Build the aromatic base:
Now add your minced garlic, diced red bell pepper, and sliced green onions to the pan with the eggs—you'll smell that unmistakable garlicky fragrance within seconds. Stir everything together for about 2 minutes until it becomes fragrant and the pepper starts to soften slightly at the edges.
Add the peas, carrots, and pineapple:
Toss in the thawed peas and carrots along with your fresh pineapple chunks and stir-fry for 2 to 3 minutes, letting everything warm through and allowing the pineapple to release its juices slightly into the pan.
Combine with rice:
Return the cooked chicken to the pan and add your cold, cooked rice in sections, using a spatula or wooden spoon to break up any clumps as you go—this prevents the rice from staying in hard lumps.
Season and finish:
Drizzle in the soy sauce, oyster sauce, sesame oil, salt, pepper, and chili flakes if you're using them, then stir everything together for 3 to 4 minutes until the rice is heated through and every grain is coated with that savory-sweet sauce. Give it a taste and adjust seasonings if needed—sometimes you'll want a touch more soy sauce, sometimes more sesame oil, so trust your palate.
Serve:
Remove from heat and scatter roasted nuts and extra sliced green onions over the top for color, crunch, and that final tropical note.
Aromatic fried rice dish featuring tropical pineapple, scrambled eggs, and tender chicken for a flavorful Hawaiian-inspired meal.  Save
Aromatic fried rice dish featuring tropical pineapple, scrambled eggs, and tender chicken for a flavorful Hawaiian-inspired meal. | opticbaker.com

There's something almost meditative about the sound of a hot wok, the way everything sizzles and changes color in seconds. I've learned that cooking this dish feels like conducting an orchestra—each ingredient comes in at its moment, and when it all comes together, it somehow tastes like summer and feels like home.

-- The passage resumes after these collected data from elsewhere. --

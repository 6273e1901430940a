//! Hosted platform
//!
//! An in-memory [`Platform`] backed by std threads, for running the process
//! subsystem outside the kernel: files live in a name -> bytes map, address
//! spaces are page arenas, kernel threads are `std::thread`s and user
//! programs are Rust closures registered by name.

pub mod elf_builder;

pub use elf_builder::ElfBuilder;

use alloc::collections::BTreeMap;
use alloc::string::String;
use alloc::sync::Arc;
use alloc::vec::Vec;
use core::sync::atomic::{AtomicBool, AtomicU64, AtomicUsize, Ordering};
use std::sync::{Condvar, Mutex, MutexGuard, Once, PoisonError};
use std::thread::JoinHandle;

use crate::config::{UserAddr, LOG_LEVEL, PAGE_MASK, PAGE_SIZE};
use crate::console::{self, ConsoleSink};
use crate::platform::{
    AddressSpace, CountingSignal, File, FileError, PageFlags, Platform, SpawnError, Termination,
    ThreadId,
};
use crate::process::{Process, UserFrame};

/// Byte written to freshly allocated pages that were not asked to be zeroed.
pub const POISON_BYTE: u8 = 0xCC;

/// A user program: runs "in user mode" and reports how it stopped.
pub type Program = Arc<dyn Fn(&mut Process<Hosted>, &UserFrame) -> Termination + Send + Sync>;

fn lock<T>(mutex: &Mutex<T>) -> MutexGuard<'_, T> {
    mutex.lock().unwrap_or_else(PoisonError::into_inner)
}

// ========================================
// Files
// ========================================

struct Inode {
    data: Mutex<Vec<u8>>,
    deny_write_count: AtomicUsize,
}

impl Inode {
    fn new(data: Vec<u8>) -> Arc<Self> {
        Arc::new(Self {
            data: Mutex::new(data),
            deny_write_count: AtomicUsize::new(0),
        })
    }
}

/// An open in-memory file.
pub struct HostedFile {
    inode: Arc<Inode>,
    pos: u32,
    denying: bool,
    fail_close: bool,
}

impl HostedFile {
    fn open(inode: Arc<Inode>, fail_close: bool) -> Self {
        Self {
            inode,
            pos: 0,
            denying: false,
            fail_close,
        }
    }

    /// A file that is not in any file system.
    pub fn from_bytes(data: Vec<u8>) -> Self {
        Self::open(Inode::new(data), false)
    }
}

impl File for HostedFile {
    fn read(&mut self, buf: &mut [u8]) -> usize {
        let data = lock(&self.inode.data);
        let start = (self.pos as usize).min(data.len());
        let len = buf.len().min(data.len() - start);
        buf[..len].copy_from_slice(&data[start..start + len]);
        self.pos += len as u32;
        len
    }

    fn seek(&mut self, pos: u32) {
        self.pos = pos;
    }

    fn length(&self) -> u32 {
        lock(&self.inode.data).len() as u32
    }

    fn deny_write(&mut self) {
        if !self.denying {
            self.denying = true;
            self.inode.deny_write_count.fetch_add(1, Ordering::SeqCst);
        }
    }

    fn close(self) -> Result<(), FileError> {
        if self.denying {
            self.inode.deny_write_count.fetch_sub(1, Ordering::SeqCst);
        }
        if self.fail_close {
            Err(FileError::Io)
        } else {
            Ok(())
        }
    }
}

// ========================================
// Address spaces
// ========================================

struct HostedPage {
    data: Box<[u8; PAGE_SIZE]>,
    writable: bool,
}

/// A user address space: the pages mapped into it, by user address.
#[derive(Default)]
pub struct HostedSpace {
    pages: BTreeMap<UserAddr, HostedPage>,
    page_limit: Option<usize>,
}

impl HostedSpace {
    /// An empty address space with no page limit.
    pub fn new() -> Self {
        Self::default()
    }

    /// An empty address space that runs out of memory after `limit` pages.
    pub fn with_page_limit(limit: usize) -> Self {
        Self {
            pages: BTreeMap::new(),
            page_limit: Some(limit),
        }
    }

    /// Whether the page containing `addr` is mapped.
    pub fn is_mapped(&self, addr: UserAddr) -> bool {
        self.pages.contains_key(&(addr & !PAGE_MASK))
    }

    /// Whether the page containing `addr` is mapped writable.
    pub fn is_writable(&self, addr: UserAddr) -> bool {
        self.pages
            .get(&(addr & !PAGE_MASK))
            .is_some_and(|page| page.writable)
    }

    /// Number of mapped pages.
    pub fn page_count(&self) -> usize {
        self.pages.len()
    }

    /// Addresses of the mapped pages, lowest first.
    pub fn mapped_pages(&self) -> Vec<UserAddr> {
        self.pages.keys().copied().collect()
    }

    /// Copy user memory at `addr` into `buf`. Fails if any byte is unmapped.
    pub fn read_user(&self, addr: UserAddr, buf: &mut [u8]) -> bool {
        let mut addr = addr as usize;
        let mut done = 0;
        while done < buf.len() {
            let upage = (addr as UserAddr) & !PAGE_MASK;
            let Some(page) = self.pages.get(&upage) else {
                return false;
            };
            let offset = addr - upage as usize;
            let len = (PAGE_SIZE - offset).min(buf.len() - done);
            buf[done..done + len].copy_from_slice(&page.data[offset..offset + len]);
            done += len;
            addr += len;
        }
        true
    }

    /// Read a little-endian word of user memory.
    pub fn read_u32(&self, addr: UserAddr) -> Option<u32> {
        let mut word = [0u8; 4];
        self.read_user(addr, &mut word)
            .then(|| u32::from_le_bytes(word))
    }

    /// Read a NUL-terminated string of user memory.
    pub fn read_c_str(&self, addr: UserAddr) -> Option<String> {
        let mut bytes = Vec::new();
        let mut addr = addr;
        loop {
            let mut byte = [0u8; 1];
            if !self.read_user(addr, &mut byte) {
                return None;
            }
            if byte[0] == 0 {
                return String::from_utf8(bytes).ok();
            }
            bytes.push(byte[0]);
            addr = addr.checked_add(1)?;
        }
    }
}

impl AddressSpace for HostedSpace {
    fn alloc_page(&mut self, upage: UserAddr, flags: PageFlags) -> Option<&mut [u8]> {
        debug_assert_eq!(upage & PAGE_MASK, 0);
        if self.pages.contains_key(&upage) {
            return None;
        }
        if self.page_limit.is_some_and(|limit| self.pages.len() >= limit) {
            return None;
        }

        let fill = if flags.contains(PageFlags::ZERO) {
            0
        } else {
            POISON_BYTE
        };
        let page = self.pages.entry(upage).or_insert(HostedPage {
            data: Box::new([fill; PAGE_SIZE]),
            writable: flags.contains(PageFlags::WRITABLE),
        });
        Some(&mut page.data[..])
    }

    fn free_page(&mut self, upage: UserAddr) {
        self.pages.remove(&upage);
    }
}

// ========================================
// Counting signals
// ========================================

/// Counting semaphore on a std mutex and condition variable.
pub struct HostedSignal {
    count: Mutex<usize>,
    cond: Condvar,
}

impl HostedSignal {
    /// A semaphore with a count of zero.
    pub fn new() -> Self {
        Self {
            count: Mutex::new(0),
            cond: Condvar::new(),
        }
    }
}

impl Default for HostedSignal {
    fn default() -> Self {
        Self::new()
    }
}

impl CountingSignal for HostedSignal {
    fn down(&self) {
        let mut count = lock(&self.count);
        while *count == 0 {
            count = self
                .cond
                .wait(count)
                .unwrap_or_else(PoisonError::into_inner);
        }
        *count -= 1;
    }

    fn up(&self) {
        *lock(&self.count) += 1;
        self.cond.notify_one();
    }
}

// ========================================
// Platform
// ========================================

/// The hosted platform.
pub struct Hosted {
    files: Mutex<BTreeMap<String, Arc<Inode>>>,
    programs: Mutex<BTreeMap<String, Program>>,
    threads: Mutex<Vec<JoinHandle<()>>>,
    /// Pages still mapped in each address space at destruction, in order
    destroyed: Mutex<Vec<Vec<UserAddr>>>,
    page_limit: Mutex<Option<usize>>,
    fail_spawn: AtomicBool,
    fail_address_space: AtomicBool,
    fail_close: AtomicBool,
    next_thread: AtomicU64,
}

impl Hosted {
    /// A platform with an empty file system and no programs.
    pub fn new() -> Arc<Self> {
        Arc::new(Self {
            files: Mutex::new(BTreeMap::new()),
            programs: Mutex::new(BTreeMap::new()),
            threads: Mutex::new(Vec::new()),
            destroyed: Mutex::new(Vec::new()),
            page_limit: Mutex::new(None),
            fail_spawn: AtomicBool::new(false),
            fail_address_space: AtomicBool::new(false),
            fail_close: AtomicBool::new(false),
            next_thread: AtomicU64::new(1),
        })
    }

    /// Create or replace file `name`.
    pub fn install(&self, name: &str, data: Vec<u8>) {
        lock(&self.files).insert(String::from(name), Inode::new(data));
    }

    /// Overwrite the contents of `name`. Fails while writes are denied or
    /// if there is no such file.
    pub fn write_file(&self, name: &str, data: Vec<u8>) -> bool {
        let files = lock(&self.files);
        let Some(inode) = files.get(name) else {
            return false;
        };
        if inode.deny_write_count.load(Ordering::SeqCst) > 0 {
            return false;
        }
        *lock(&inode.data) = data;
        true
    }

    /// Whether an open handle currently denies writes to `name`.
    pub fn is_write_denied(&self, name: &str) -> bool {
        lock(&self.files)
            .get(name)
            .is_some_and(|inode| inode.deny_write_count.load(Ordering::SeqCst) > 0)
    }

    /// Run `program` whenever a process named `name` enters user mode.
    ///
    /// Processes without a registered program exit with status 0.
    pub fn register<F>(&self, name: &str, program: F)
    where
        F: Fn(&mut Process<Hosted>, &UserFrame) -> Termination + Send + Sync + 'static,
    {
        lock(&self.programs).insert(String::from(name), Arc::new(program));
    }

    /// Limit every address space created from now on to `limit` pages.
    pub fn set_page_limit(&self, limit: Option<usize>) {
        *lock(&self.page_limit) = limit;
    }

    /// Make thread creation fail.
    pub fn set_spawn_failure(&self, fail: bool) {
        self.fail_spawn.store(fail, Ordering::SeqCst);
    }

    /// Make address-space creation fail.
    pub fn set_address_space_failure(&self, fail: bool) {
        self.fail_address_space.store(fail, Ordering::SeqCst);
    }

    /// Make closing files opened from now on report an error.
    pub fn set_close_failure(&self, fail: bool) {
        self.fail_close.store(fail, Ordering::SeqCst);
    }

    /// Pages mapped in each destroyed address space, in destruction order.
    pub fn destroyed_spaces(&self) -> Vec<Vec<UserAddr>> {
        lock(&self.destroyed).clone()
    }

    /// Join every spawned thread, including threads spawned while joining.
    pub fn join_all(&self) {
        loop {
            let handles = core::mem::take(&mut *lock(&self.threads));
            if handles.is_empty() {
                return;
            }
            for handle in handles {
                if handle.join().is_err() {
                    log::warn!("process thread panicked");
                }
            }
        }
    }
}

impl Platform for Hosted {
    type File = HostedFile;
    type AddressSpace = HostedSpace;
    type Signal = HostedSignal;

    fn create_address_space(&self) -> Option<HostedSpace> {
        if self.fail_address_space.load(Ordering::SeqCst) {
            return None;
        }
        Some(match *lock(&self.page_limit) {
            Some(limit) => HostedSpace::with_page_limit(limit),
            None => HostedSpace::new(),
        })
    }

    fn activate(&self, space: Option<&HostedSpace>) {
        log::trace!(
            "activate {}",
            if space.is_some() { "user space" } else { "kernel space" }
        );
    }

    fn destroy_address_space(&self, space: HostedSpace) {
        lock(&self.destroyed).push(space.mapped_pages());
    }

    fn open(&self, name: &str) -> Option<HostedFile> {
        let inode = lock(&self.files).get(name).cloned()?;
        Some(HostedFile::open(inode, self.fail_close.load(Ordering::SeqCst)))
    }

    fn new_signal(&self) -> HostedSignal {
        HostedSignal::new()
    }

    fn spawn(
        &self,
        name: &str,
        _priority: u8,
        entry: Box<dyn FnOnce() + Send + 'static>,
    ) -> Result<ThreadId, SpawnError> {
        if self.fail_spawn.load(Ordering::SeqCst) {
            return Err(SpawnError::Rejected);
        }
        let handle = std::thread::Builder::new()
            .name(String::from(name))
            .spawn(entry)
            .map_err(|_| SpawnError::OutOfMemory)?;
        lock(&self.threads).push(handle);
        Ok(ThreadId(self.next_thread.fetch_add(1, Ordering::SeqCst)))
    }

    fn enter_user(&self, process: &mut Process<Self>, frame: UserFrame) -> Termination {
        let program = lock(&self.programs).get(process.name()).cloned();
        match program {
            Some(program) => program(process, &frame),
            None => Termination::Exit(0),
        }
    }
}

// ========================================
// Console capture
// ========================================

/// Console sink that keeps everything written to it.
pub struct CaptureConsole {
    buffer: Mutex<String>,
}

impl CaptureConsole {
    /// Everything printed so far.
    pub fn contents(&self) -> String {
        lock(&self.buffer).clone()
    }

    /// Whether a full line equal to `line` was printed.
    pub fn has_line(&self, line: &str) -> bool {
        lock(&self.buffer).lines().any(|l| l == line)
    }

    /// Number of printed lines equal to `line`.
    pub fn count_lines(&self, line: &str) -> usize {
        lock(&self.buffer).lines().filter(|l| *l == line).count()
    }
}

impl ConsoleSink for CaptureConsole {
    fn write_str(&self, s: &str) {
        lock(&self.buffer).push_str(s);
    }
}

static CAPTURE: CaptureConsole = CaptureConsole {
    buffer: Mutex::new(String::new()),
};

/// Install the capturing console and the kernel logger at [`LOG_LEVEL`]
/// (once) and return the console.
pub fn capture_console() -> &'static CaptureConsole {
    static INSTALL: Once = Once::new();
    INSTALL.call_once(|| {
        console::init(&CAPTURE);
        console::init_logger(LOG_LEVEL);
    });
    &CAPTURE
}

Why Day-Old Rice Changes Everything

I ruined my first batch by using freshly cooked rice, thinking the warmth would help everything meld together faster. Instead, I ended up with something closer to rice porridge, and I spent twenty minutes trying to salvage it with more soy sauce. That mistake taught me to always plan ahead or keep yesterday's rice in the fridge—it's not just a convenience, it's what separates restaurant-quality fried rice from a frustrating kitchen mishap.

The Sweet-Savory Balance Matters

This dish lives in that perfect space between tropical sweetness and deep umami, and getting it right is about tasting as you go. Sometimes the pineapple is especially juicy and you need less oyster sauce; other times the soy sauce needs a counterbalance of a touch more sesame oil. The beauty is that once you understand the basic components, you can adjust based on what your palate wants that particular night.

Making It Your Own

I've experimented with this recipe more than almost any other in my kitchen, swapping shrimp for chicken when I'm feeling fancy, adding cashew pieces directly into the pan during the final minutes, or throwing in a handful of cilantro at the end for an extra herbal note. The foundation is so solid that it welcomes creativity without falling apart.

  • Substitute shrimp or crispy tofu for the chicken if you're looking for variety without changing the overall feel of the dish.
  • If fresh pineapple isn't available or is too expensive, drained canned pineapple works perfectly fine and is often sweeter.
  • Toast your own nuts in a dry pan for 2 minutes if you buy them unsalted—it deepens the flavor dramatically.
Savory Hawaiian Pineapple Chicken Fried Rice with fresh pineapple, crisp vegetables, and jasmine rice, garnished with green onions. Save
Savory Hawaiian Pineapple Chicken Fried Rice with fresh pineapple, crisp vegetables, and jasmine rice, garnished with green onions. | opticbaker.com

This is the kind of meal that tastes like an adventure while being entirely practical for a regular weeknight. Once you've made it once, you'll find yourself returning to it again and again.

Cooking Q&A

What type of rice works best?

Day-old jasmine rice is ideal as it offers a firm, non-mushy texture that fries well.

Can I substitute the chicken?

Yes, shrimp or tofu are great alternatives that adapt well to the flavors and cooking method.

How do I add heat to the dish?

Incorporate chili flakes during stir-frying to introduce a gentle spicy note without overpowering sweetness.

What oils are recommended for cooking?

Vegetable oil is used for stir-frying due to its high smoke point, complemented by sesame oil for aroma and flavor.

What garnishes enhance this dish?

Roasted cashews or macadamia nuts add crunch, while extra sliced green onions bring freshness and color.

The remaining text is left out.